Custom Model Parser

Lumeo is continuously improving the inference support for different model's formats and architectures. However, there might be some cases were Lumeo doesn't support parsing the inference output of some custom or less known architectures. In those cases, you can access the output tensor raw results and parse them in a Function Node.

Below we share the required steps in the model & pipeline configuration, and a snippet of the python code that can be used to access the raw tensors, parse them and store the detected objects and classes in the frame metadata.

Guide

1. Configure the inference model to disable internal parsing

Select Architecture "Other" in the model settings, and "No clustering" as the Clustering algorithm. This disables built-in model output parsers.

1581

Select "Architecture -> Other" in model "Type & weights" tab

1460

Select "No clustering" on the "Clustering algorithm" of "Parameters" tab

2. Use Custom Function to parse Primary model inference outputs

Primary models are models that operate on the full frame - these models have the "Infer on node" property unset.
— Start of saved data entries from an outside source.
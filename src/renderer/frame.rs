//! Frame Module - Painting the visible slice of the page.
//!
//! Output is accumulated into an [`OutputBuffer`] and flushed in one write.
//! A frame is three bands:
//! - Row 0: navigation bar (brand + section links, or the menu toggle when
//!   the terminal is narrower than [`NAV_COLLAPSE_WIDTH`])
//! - Rows 1..h-1: the page slice starting at the scroll offset
//! - Row h-1: status line (active section, position, key hints)
//!
//! The whole frame is wrapped in synchronized output so terminals that
//! support it swap it in without flicker.

use std::io::{self, Write};

use super::ansi;
use super::line::Line;
use super::line::Span;
use super::page::Page;
use crate::state::scroll::BACK_TO_TOP_THRESHOLD;
use crate::state::sections::Section;
use crate::theme::t;
use crate::types::{Attr, Rgba, TextAlign};

/// Width below which the navigation collapses into the menu toggle.
pub const NAV_COLLAPSE_WIDTH: u16 = 80;

// =============================================================================
// OutputBuffer
// =============================================================================

/// A buffer that accumulates output for batch writing.
///
/// Instead of many small writes to stdout, we accumulate everything
/// and flush once. This reduces syscall overhead significantly.
#[derive(Debug, Default)]
pub struct OutputBuffer {
    data: Vec<u8>,
}

impl OutputBuffer {
    /// Create a new output buffer with default capacity.
    pub fn new() -> Self {
        Self::with_capacity(16384) // 16KB default
    }

    /// Create a buffer with specific capacity.
    pub fn with_capacity(capacity: usize) -> Self {
        Self {
            data: Vec::with_capacity(capacity),
        }
    }

    /// Get current buffer length.
    #[inline]
    pub fn len(&self) -> usize {
        self.data.len()
    }

    /// Check if buffer is empty.
    #[inline]
    pub fn is_empty(&self) -> bool {
        self.data.is_empty()
    }

    /// Clear the buffer without deallocating.
    #[inline]
    pub fn clear(&mut self) {
        self.data.clear();
    }

    /// Write a string.
    #[inline]
    pub fn write_str(&mut self, s: &str) {
        self.data.extend_from_slice(s.as_bytes());
    }

    /// Flush buffer to stdout (blocking).
    pub fn flush_stdout(&mut self) -> io::Result<()> {
        if self.data.is_empty() {
            return Ok(());
        }
        let mut stdout = io::stdout().lock();
        stdout.write_all(&self.data)?;
        stdout.flush()?;
        self.data.clear();
        Ok(())
    }

    /// Get the accumulated data as a string (lossy).
    pub fn as_str(&self) -> std::borrow::Cow<'_, str> {
        String::from_utf8_lossy(&self.data)
    }
}

impl Write for OutputBuffer {
    fn write(&mut self, buf: &[u8]) -> io::Result<usize> {
        self.data.extend_from_slice(buf);
        Ok(buf.len())
    }

    fn flush(&mut self) -> io::Result<()> {
        Ok(()) // Buffering only - real flush via flush_stdout
    }
}

// =============================================================================
// Chrome
// =============================================================================

/// Everything the nav and status rows need beyond the page itself.
#[derive(Debug, Clone)]
pub struct Chrome {
    pub brand: String,
    pub sections: Vec<Section>,
    pub active: Section,
    pub menu_open: bool,
    pub theme_name: String,
}

// =============================================================================
// Frame painting
// =============================================================================

/// Paint one full frame into `out`. The caller flushes.
pub fn paint_frame(
    out: &mut OutputBuffer,
    page: &Page,
    chrome: &Chrome,
    width: u16,
    height: u16,
    scroll_offset: u16,
) -> io::Result<()> {
    if width == 0 || height < 2 {
        return Ok(());
    }
    let theme = t();
    let page_bg = theme.bg();

    ansi::begin_sync(out)?;

    paint_line(out, &nav_line(chrome, width), 0, width, page_bg)?;

    let content_rows = height - 2;
    let blank = Line::blank();
    for row in 0..content_rows {
        let doc_row = scroll_offset as usize + row as usize;
        let line = page.lines.get(doc_row).unwrap_or(&blank);
        paint_line(out, line, row + 1, width, page_bg)?;
    }

    if chrome.menu_open && width < NAV_COLLAPSE_WIDTH {
        for (i, line) in menu_lines(chrome).into_iter().enumerate() {
            let row = 1 + i as u16;
            if row >= height - 1 {
                break;
            }
            paint_line(out, &line, row, width, page_bg)?;
        }
    }

    let max = page.height().saturating_sub(content_rows as usize);
    paint_line(
        out,
        &status_line(chrome, scroll_offset, max as u16, width),
        height - 1,
        width,
        page_bg,
    )?;

    ansi::reset(out)?;
    ansi::end_sync(out)?;
    Ok(())
}

/// Paint one row: fill with the line background, then emit each span with
/// its own colors. Alignment decides the starting column.
fn paint_line(
    out: &mut OutputBuffer,
    line: &Line,
    row: u16,
    width: u16,
    default_bg: Rgba,
) -> io::Result<()> {
    let line_bg = line.bg.unwrap_or(default_bg);

    ansi::cursor_to(out, 0, row)?;
    ansi::reset(out)?;
    ansi::bg(out, line_bg)?;
    ansi::erase_to_eol(out)?;

    let line_width = line.width();
    let x = match line.align {
        TextAlign::Left => 0,
        TextAlign::Center => width.saturating_sub(line_width) / 2,
        TextAlign::Right => width.saturating_sub(line_width),
    };
    if x > 0 {
        ansi::cursor_to(out, x, row)?;
    }

    for span in &line.spans {
        ansi::reset(out)?;
        ansi::bg(out, span.bg.unwrap_or(line_bg))?;
        ansi::fg(out, span.fg)?;
        if !span.attrs.is_empty() {
            ansi::attrs(out, span.attrs)?;
        }
        match &span.url {
            Some(url) => ansi::link(out, &span.text, url)?,
            None => out.write_str(&span.text),
        }
    }

    Ok(())
}

// =============================================================================
// Chrome rows
// =============================================================================

/// Navigation bar: brand on the left, section links (or the menu toggle).
fn nav_line(chrome: &Chrome, width: u16) -> Line {
    let theme = t();
    let mut line = Line::new().on(theme.surface());
    line = line.push(
        Span::new(format!(" {} ", chrome.brand), theme.primary()).with_attrs(Attr::BOLD),
    );

    if width < NAV_COLLAPSE_WIDTH {
        let toggle = if chrome.menu_open {
            " \u{2715} close (m) "
        } else {
            " \u{2261} menu (m) "
        };
        let used = line.width() + Span::new(toggle, theme.text()).width();
        let spacer = width.saturating_sub(used);
        line = line
            .push(Span::new(" ".repeat(spacer as usize), theme.text()))
            .push(Span::new(toggle, theme.text_muted()));
        return line;
    }

    for section in &chrome.sections {
        let label = format!(" {} ", section.title());
        if line.width() + label.len() as u16 + 1 > width {
            break;
        }
        let span = if *section == chrome.active {
            Span::new(label, theme.primary()).with_attrs(Attr::BOLD | Attr::UNDERLINE)
        } else {
            Span::new(label, theme.text_muted())
        };
        line = line.push(span);
    }
    line
}

/// Menu overlay rows for the collapsed navigation: one section per row.
fn menu_lines(chrome: &Chrome) -> Vec<Line> {
    let theme = t();
    let mut lines = vec![Line::blank().on(theme.overlay())];

    for section in &chrome.sections {
        let marker = if *section == chrome.active { "\u{25b8} " } else { "  " };
        let line = Line::new()
            .on(theme.overlay())
            .push(Span::new(format!("  {}", marker), theme.primary()))
            .push(
                Span::new(format!("[{}] ", section.jump_key()), theme.text_muted()),
            )
            .push(if *section == chrome.active {
                Span::new(section.title(), theme.primary()).with_attrs(Attr::BOLD)
            } else {
                Span::new(section.title(), theme.text())
            });
        lines.push(line);
    }

    lines.push(Line::blank().on(theme.overlay()));
    lines
}

/// Status line: active section and position left, hints right.
fn status_line(chrome: &Chrome, scroll_offset: u16, max: u16, width: u16) -> Line {
    let theme = t();

    let percent = if max == 0 {
        100
    } else {
        (scroll_offset as u32 * 100 / max as u32).min(100)
    };

    let mut line = Line::new().on(theme.surface());
    line = line
        .push(Span::new(format!(" {} ", chrome.active.title()), theme.primary()).with_attrs(Attr::BOLD))
        .push(Span::new(format!("\u{00b7} {:>3}% ", percent), theme.text_muted()));

    let mut hints = String::new();
    if scroll_offset > BACK_TO_TOP_THRESHOLD {
        hints.push_str("g top \u{00b7} ");
    }
    hints.push_str(&format!(
        "{} \u{00b7} j/k scroll \u{00b7} d theme \u{00b7} q quit ",
        chrome.theme_name
    ));

    let right = Span::new(hints, theme.text_muted()).with_attrs(Attr::DIM);
    let used = line.width() + right.width();
    if used <= width {
        let spacer = width - used;
        line = line
            .push(Span::new(" ".repeat(spacer as usize), theme.text()))
            .push(right);
    }
    line
}

// =============================================================================
// Tests
// =============================================================================

#[cfg(test)]
mod tests {
    use super::*;
    use crate::content::Profile;
    use crate::renderer::page::build_page;
    use crate::theme::{reset_accessor, reset_theme_state};

    fn setup() -> (Page, Chrome) {
        reset_theme_state();
        reset_accessor();
        let profile = Profile::builtin();
        let page = build_page(&profile, "", false, 100);
        let chrome = Chrome {
            brand: profile.brand.clone(),
            sections: profile.sections(),
            active: Section::Home,
            menu_open: false,
            theme_name: "light".to_string(),
        };
        (page, chrome)
    }

    fn painted(page: &Page, chrome: &Chrome, width: u16, height: u16, scroll: u16) -> String {
        let mut out = OutputBuffer::new();
        paint_frame(&mut out, page, chrome, width, height, scroll).unwrap();
        out.as_str().into_owned()
    }

    #[test]
    fn test_output_buffer_write() {
        let mut buf = OutputBuffer::new();
        buf.write_str("hello");
        buf.write_str(" world");
        assert_eq!(buf.as_str().as_ref(), "hello world");
    }

    #[test]
    fn test_output_buffer_clear() {
        let mut buf = OutputBuffer::new();
        buf.write_str("test");
        assert!(!buf.is_empty());
        buf.clear();
        assert!(buf.is_empty());
    }

    #[test]
    fn test_frame_is_synchronized() {
        let (page, chrome) = setup();
        let frame = painted(&page, &chrome, 100, 30, 0);

        assert!(frame.starts_with("\x1b[?2026h"));
        assert!(frame.ends_with("\x1b[?2026l"));
    }

    #[test]
    fn test_nav_shows_brand_and_sections() {
        let (page, chrome) = setup();
        let frame = painted(&page, &chrome, 100, 30, 0);

        assert!(frame.contains(&chrome.brand));
        assert!(frame.contains("About"));
        assert!(frame.contains("Contact"));
    }

    #[test]
    fn test_narrow_nav_collapses() {
        let (page, chrome) = setup();
        let frame = painted(&page, &chrome, 60, 30, 0);

        assert!(frame.contains("menu (m)"));
    }

    #[test]
    fn test_menu_overlay_lists_sections() {
        let (page, mut chrome) = setup();
        chrome.menu_open = true;
        let frame = painted(&page, &chrome, 60, 30, 0);

        assert!(frame.contains("close (m)"));
        for section in &chrome.sections {
            assert!(frame.contains(section.title()), "missing {}", section.title());
        }
        assert!(frame.contains(&format!("[{}]", Section::Contact.jump_key())));
    }

    #[test]
    fn test_wide_terminal_has_no_overlay() {
        let (page, mut chrome) = setup();
        chrome.menu_open = true;
        let frame = painted(&page, &chrome, 120, 30, 0);

        // Menu state is ignored when the full navigation fits
        assert!(!frame.contains("close (m)"));
    }

    #[test]
    fn test_content_follows_scroll() {
        let (page, chrome) = setup();

        // Find a distinctive row further down the page. The section title
        // itself also sits in the nav bar, so skip past it.
        let about = page.anchors.iter().find(|a| a.section == Section::About).unwrap();
        let pos = page
            .lines
            .iter()
            .enumerate()
            .skip(about.top)
            .find(|(_, l)| !l.is_blank() && l.text().trim() != Section::About.title())
            .map(|(i, _)| i)
            .unwrap();
        let target = page.lines[pos].text();

        let at_rest = painted(&page, &chrome, 100, 10, 0);
        let scrolled = painted(&page, &chrome, 100, 10, pos as u16);

        assert!(!at_rest.contains(target.trim()));
        assert!(scrolled.contains(target.trim()));
    }

    #[test]
    fn test_status_shows_position_and_hints() {
        let (page, chrome) = setup();

        let frame = painted(&page, &chrome, 100, 30, 0);
        assert!(frame.contains("  0%"));
        assert!(frame.contains("q quit"));
        assert!(!frame.contains("g top"));

        let frame = painted(&page, &chrome, 100, 30, BACK_TO_TOP_THRESHOLD + 10);
        assert!(frame.contains("g top"));
    }

    #[test]
    fn test_short_page_reads_complete() {
        let (_, chrome) = setup();
        let page = Page::default();

        // Empty page: position pins to 100%, nothing to scroll
        let frame = painted(&page, &chrome, 100, 30, 0);
        assert!(frame.contains("100%"));
    }

    #[test]
    fn test_degenerate_viewport_paints_nothing() {
        let (page, chrome) = setup();
        assert!(painted(&page, &chrome, 0, 30, 0).is_empty());
        assert!(painted(&page, &chrome, 100, 1, 0).is_empty());
    }
}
For such models, add a Custom Function node after the model in question.

1554

Connect a "Custom Function" after the "AI Model" node

The output tensors from a primary model can be accessed usingframe.tensors()method within a Custom function. The following code examples show you code for the Custom Function node that parses the output tensors and stores the results in metadata, in a format that can be used by any downstream node.

from lumeopipeline import VideoFrame
import cv2
import numpy as np

# Global variables that persist across frames go here.
# One time initialization code can also live here.


def process_frame(frame: VideoFrame, deployment_id=None, node_id=None, **kwargs) -> bool:

    with frame.data() as mat:

        # Get the inference model raw output tensor(s)
        tensors = frame.tensors()
        print("Tensors length = {}".format(len(tensors)))

        # Variables where we will store the output tensor as numpy array
        heatmaps = pafs = None

        for tensor in tensors:
            # If there are multiple upstream inference nodes, it might be required filter the tensor by 
            # the corresponding inference node 'source_node_id'
            print("tensor.source_node_id = {}".format(tensor.source_node_id))

            for layer in tensor.layers:
                print("  Layer name = {}".format(layer.name))
                print("  dimensions = {}".format(layer.dimensions))
                print("  data = {}".format(layer.data))

                # Copy the raw tensor data, filtering by output tensor 'layer.name'
                if layer.name == "output_conf:0":
                    heatmaps = np.asarray(layer.data.copy()).reshape(layer.dimensions)
                elif layer.name == "output_paf:0":
                    pafs = np.asarray(layer.data.copy()).reshape(layer.dimensions)

        # Get the height and width of the frame
        height, width, _ = mat.shape

        if heatmaps is not None and pafs is not None:

            ###### This step might not be required for your model
            # Just an example how to resize the output tensors to half of the size of the input image 
            heatmaps = np.transpose(heatmaps, (1, 2, 0))
            heatmaps = cv2.resize(heatmaps, (int(width/2), int(height/2)), interpolation=cv2.INTER_CUBIC)
            
            pafs = np.transpose(pafs, (1, 2, 0))
            pafs = cv2.resize(pafs, (int(width/2), int(height/2)), interpolation=cv2.INTER_CUBIC)
            ######

            
            current_poses = []
            # Insert here the code to parse the output tensors and extract meaningful information (detected objects, classifier results, etc)
            #
            # Tracking logic and object clustering (for example NMS / Non-maximum Suppression) can also be applied here.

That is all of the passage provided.